Forum Discussion
Possible major problem with MS Defender scanning/clicking links??
Our organization has a process that emails users "magic links" to approve/reject various workflows.
All of our troubleshooting points to something systematically "clicking" the first link in the email and I think it's Microsoft Defender for O365 somehow validating/exploring links?
Is this a possibility and what would be the best way to prove/disprove/fix?
As of a few days ago, these workflows are getting approved from the "magic link" immediately as the email is received. The first link in the email is "Approve" and "Reject" is the second link. I swapped the order and now they're getting automatically rejected as soon as the email is received.
- Alex KwitnyBrass ContributorI was able to turn on IP logging and I can prove that Defender is clicking on these links and submitting them!
What feature/functionality of Defender would be responsible for this and/or how do I disable it? - ExMSW4319Iron Contributor
URL detonation is a feature your organisation signed up for with MDO: https://learn.microsoft.com/en-us/microsoft-365/security/office-365-security/protection-stack-microsoft-defender-for-office365?view=o365-worldwide
You can exempt given URL host names in your Safe Links policy, but that only stops encapsulation. The detonation tests might still happen.

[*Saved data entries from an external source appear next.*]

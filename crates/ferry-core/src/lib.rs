//! # Ferry Core Library
//!
//! `ferry-core` keeps a long-running upload alive across three independently
//! scheduled contexts that can each die at any time:
//!
//! - a **controller** that starts uploads and renders their status,
//! - an **uploader** that streams the file to the backend,
//! - a **supervisor** that outlives both and can resume the upload.
//!
//! The contexts share no memory. They talk over an unordered broadcast
//! [`bus`] and agree on facts through a small [`store`] of durable keys.
//!
//! ## Modules
//!
//! - [`bus`] - Fan-out publish/subscribe channel between contexts
//! - [`config`] - Configuration management
//! - [`controller`] - User-facing driver that reflects bus traffic into a view
//! - [`error`] - Error type shared by all components
//! - [`mod@file`] - File payloads and size formatting
//! - [`notify`] - Notification sink used when no controller is around
//! - [`protocol`] - Messages exchanged over the bus
//! - [`scheduler`] - Recovery trigger registration
//! - [`store`] - Durable key/value store and the typed transfer wrapper
//! - [`supervisor`] - Liveness probe and resume logic
//! - [`transport`] - Upload transport (multipart POST)
//! - [`uploader`] - Upload worker state machine
//!
//! ## Example
//!
//! ```rust,ignore
//! use std::sync::Arc;
//!
//! use ferry_core::bus::Bus;
//! use ferry_core::controller::Controller;
//! use ferry_core::file::FilePayload;
//! use ferry_core::store::TransferStore;
//! use ferry_core::transport::HttpTransport;
//! use ferry_core::uploader::Uploader;
//!
//! let bus = Bus::default();
//! let store = TransferStore::in_memory();
//! let transport = Arc::new(HttpTransport::new(ferry_core::DEFAULT_ENDPOINT));
//! let controller = Controller::new(bus.clone(), Uploader::new(store, transport).factory());
//! controller.start_upload(FilePayload::from_path("video.mp4".as_ref()).await?)?;
//! ```

#![warn(missing_docs)]
#![warn(clippy::all)]
#![warn(clippy::pedantic)]
#![allow(clippy::module_name_repetitions)]
#![allow(clippy::missing_panics_doc)]
#![allow(clippy::doc_markdown)]
#![allow(clippy::missing_const_for_fn)]
#![allow(clippy::must_use_candidate)]
#![allow(clippy::cast_precision_loss)]

pub mod bus;
pub mod config;
pub mod controller;
pub mod error;
pub mod file;
pub mod notify;
pub mod protocol;
pub mod scheduler;
pub mod store;
pub mod supervisor;
pub mod transport;
pub mod uploader;

pub use error::{Error, Result};

/// Library version
pub const VERSION: &str = env!("CARGO_PKG_VERSION");

/// Default backend endpoint accepting the multipart upload.
pub const DEFAULT_ENDPOINT: &str = "http://localhost:3003/api/upload/file";

/// Tag under which the recovery trigger is registered.
pub const RETRY_TAG: &str = "retryUpload";

/// Durable store key holding the pending transfer payload.
pub const PENDING_TRANSFER_KEY: &str = "fileToUpload";

/// Durable store key holding the liveness flag.
pub const LIVENESS_KEY: &str = "heartBeat";

/// Default liveness grace window (2 seconds)
pub const DEFAULT_HEARTBEAT_GRACE_MS: u64 = 2_000;

/// Default delay before the liveness flag is defensively reset after a resume command
pub const DEFAULT_LIVENESS_RESET_MS: u64 = 2_100;

/// Default backoff between recovery trigger registration attempts (10 seconds)
pub const DEFAULT_REGISTRATION_RETRY_MS: u64 = 10_000;

/// Default time an uploader waits before resuming a transfer persisted by another uploader
pub const DEFAULT_ADOPT_DELAY_MS: u64 = 1_000;

/// Default chunk size used when streaming the request body (64 KB)
pub const DEFAULT_CHUNK_SIZE: usize = 64 * 1024;

/// Default bus buffer capacity per subscriber
pub const DEFAULT_BUS_CAPACITY: usize = 1024;
//! Ferry CLI - Resumable uploads that survive a crashed uploader
//!
//! Ferry streams a file to an HTTP backend. When the upload is interrupted
//! the payload is kept on disk and a supervisor finishes the job later.
//!
//! ## Quick Start
//!
//! ```bash
//! # Upload a file
//! ferry upload ./video.mp4
//!
//! # Finish an upload interrupted by a previous run
//! ferry resume
//! ```

#![allow(clippy::doc_markdown)]
#![allow(clippy::uninlined_format_args)]

use anyhow::Result;
use clap::Parser;

mod commands;
pub mod ui;

use commands::{Cli, Command};

#[tokio::main]
async fn main() -> Result<()> {
    init_logging();

    let cli = Cli::parse();

    match cli.command {
        Command::Upload(args) => commands::upload::run(args).await,
        Command::Resume(args) => commands::resume::run(args).await,
        Command::Status(args) => commands::status::run(args).await,
        Command::Clear(args) => commands::clear::run(args).await,
        Command::Config(args) => commands::config::run(&args),
    }
}

fn init_logging() {
    use tracing_subscriber::{fmt, prelude::*, EnvFilter};

    let filter = EnvFilter::try_from_default_env()
        .unwrap_or_else(|_| EnvFilter::new("warn,ferry=info,ferry_core=info"));

    tracing_subscriber::registry()
        .with(fmt::layer().with_target(false).without_time())
        .with(filter)
        .init();
}
impl AttemptContext {
    async fn run(self, file: FilePayload, resumed: bool) -> UploaderState {
        tracing::info!(file_name = %file.name, size = file.size(), resumed, "Upload started");
        self.publisher.publish(TransferMessage::ready(file.name.clone()));

        let progress = monotonic_progress(self.publisher.clone());
        match self.transport.send(&file, progress).await {
            Ok(TransportOutcome::Accepted) => self.succeed(&file, resumed).await,
            Ok(TransportOutcome::Rejected { status }) if self.policy.retry_http_errors => {
                self.persist_for_retry(&file, &Error::HttpStatus(status))
                    .await
            }
            Ok(TransportOutcome::Rejected { status }) => {
                tracing::warn!(file_name = %file.name, status, "Upload rejected by server");
                self.publisher.publish(TransferMessage::status(
                    format!("{STATUS_FAILED}: HTTP {status}"),
                    false,
                ));
                UploaderState::Failed
            }
            Err(e) => self.persist_for_retry(&file, &e).await,
        }
    }

    async fn succeed(&self, file: &FilePayload, resumed: bool) -> UploaderState {
        if resumed {
            if let Err(e) = self.store.clear_pending_transfer().await {
                return self.store_failure(&e);
            }
        }
        tracing::info!(file_name = %file.name, "Upload complete");
        self.publisher
            .publish(TransferMessage::status(STATUS_DONE, false));
        UploaderState::Succeeded
    }

    async fn persist_for_retry(&self, file: &FilePayload, cause: &Error) -> UploaderState {
        tracing::warn!(file_name = %file.name, error = %cause, "Upload failed, saving for retry");

        let owner = self.publisher.id();
        if let Err(e) = self.store.save_owned_pending_transfer(file, owner).await {
            return self.store_failure(&e);
        }
        self.publisher
            .publish(TransferMessage::status(STATUS_FAILED, true));
        UploaderState::Failed
    }

    fn store_failure(&self, e: &Error) -> UploaderState {
        tracing::error!(error = %e, "Durable store failure during upload");
        self.publisher
            .publish(TransferMessage::status(format!("{STATUS_FAILED}: {e}"), false));
        UploaderState::Failed
    }
}

/// Progress callback that publishes clamped, non-decreasing fractions.
pub(crate) fn monotonic_progress(publisher: BusPublisher) -> ProgressFn {
    let last = Mutex::new(None::<f64>);
    Arc::new(move |fraction: f64| {
        let TransferMessage::Progress { fraction } = TransferMessage::progress(fraction) else {
            return;
        };
        let Ok(mut last) = last.lock() else {
            return;
        };
        if last.is_some_and(|prev| fraction <= prev) {
            return;
        }
        *last = Some(fraction);
        publisher.publish(TransferMessage::Progress { fraction });
    })
}
//! Status command implementation.

use anyhow::{Context, Result};

use ferry_core::file::format_size;

use super::StatusArgs;

/// Run the status command.
pub async fn run(args: StatusArgs) -> Result<()> {
    let config = super::load_config()?;
    let store = super::open_store(&config).await?;

    let pending = store
        .pending_transfer()
        .await
        .context("Failed to read pending transfer")?;
    let liveness = store
        .liveness()
        .await
        .context("Failed to read liveness flag")?;

    if args.json {
        let output = serde_json::json!({
            "pending": pending.as_ref().map(|p| serde_json::json!({
                "file_name": p.file.name,
                "content_type": p.file.content_type,
                "size": p.file.size(),
                "stored_at": p.stored_at.to_rfc3339(),
            })),
            "liveness": liveness,
            "store": config.store.resolved_directory(),
        });
        println!("{}", serde_json::to_string_pretty(&output)?);
        return Ok(());
    }

    match &pending {
        Some(p) => {
            println!("Pending upload:");
            println!("  File:   {}", p.file.name);
            println!("  Size:   {}", format_size(p.file.size()));
            println!("  Saved:  {}", p.stored_at.format("%Y-%m-%d %H:%M:%S UTC"));
        }
        None => println!("No pending upload."),
    }

    let liveness = match liveness {
        Some(true) => "alive",
        Some(false) => "not alive",
        None => "unset",
    };
    println!("Liveness flag: {}", liveness);
    println!("Store: {}", config.store.resolved_directory().display());
    Ok(())
}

If your magic link is in a public domain then you might not want to lift Safe Links protection anyway. If your magic link is in a private subdomain of a public domain then I am not even sure an exemption is possible. If your magic link is in a private domain that only your internal recipients can resolve, that might work - internally only.
You cannot write a separate policy turning off Safe Links because Safe Link policies are applied by recipient, not sender. Presumably you have many internal recipients who want to receive unclicked magic links but whom you otherwise want protected by Safe Links.
Finally, consider this: if MDO URL detonation can cause a premature click then anyone who could guess a link could click it. You have no authorisation in your process.
- Alex KwitnyBrass Contributor
ExMSW4319 Wow that's great to know the actual terminology for what's happening; "URL detonation" and that explains things.
You can exempt given URL host names in your Safe Links policy, but that only stops encapsulation. The detonation tests might still happen.
I agree this doesn't sound like it would solve it if it's only exempting the "sandboxing" behavior.
If your magic link is in a public domain then you might not want to lift Safe Links protection anyway. If your magic link is in a private subdomain of a public domain then I am not even sure an exemption is possible. If your magic link is in a private domain that only your internal recipients can resolve, that might work - internally only.
The magic links are private subdomain of a public domain and basically this:
https://<privatesub>.servicebus.windows.net/Email/applyURLActionWithComment?action=Approve&Key=bd2cc52e-05ac-49b3-9762-45ad9c977970
It sounds like an exemption might not be possible.
What I did manage to do is create a transport rule that says basically "any email coming from <MagicLinkSendingEmail>[@]MyCompany.com bypass the anti-phishing checks completely". This seems to have worked, but then technically an external sender could spoof that one special exempt email and get by the MDO checks.
Finally, consider this: if MDO URL detonation can cause a premature click then anyone who could guess a link could click it. You have no authorisation in your process.
The solution uses GUIDs and things so it's not guessable, but the product/solution that's broken is actually Microsoft's but it's an older product that they've broken. It's not my favorite thing they've released but it's all that works with the older product.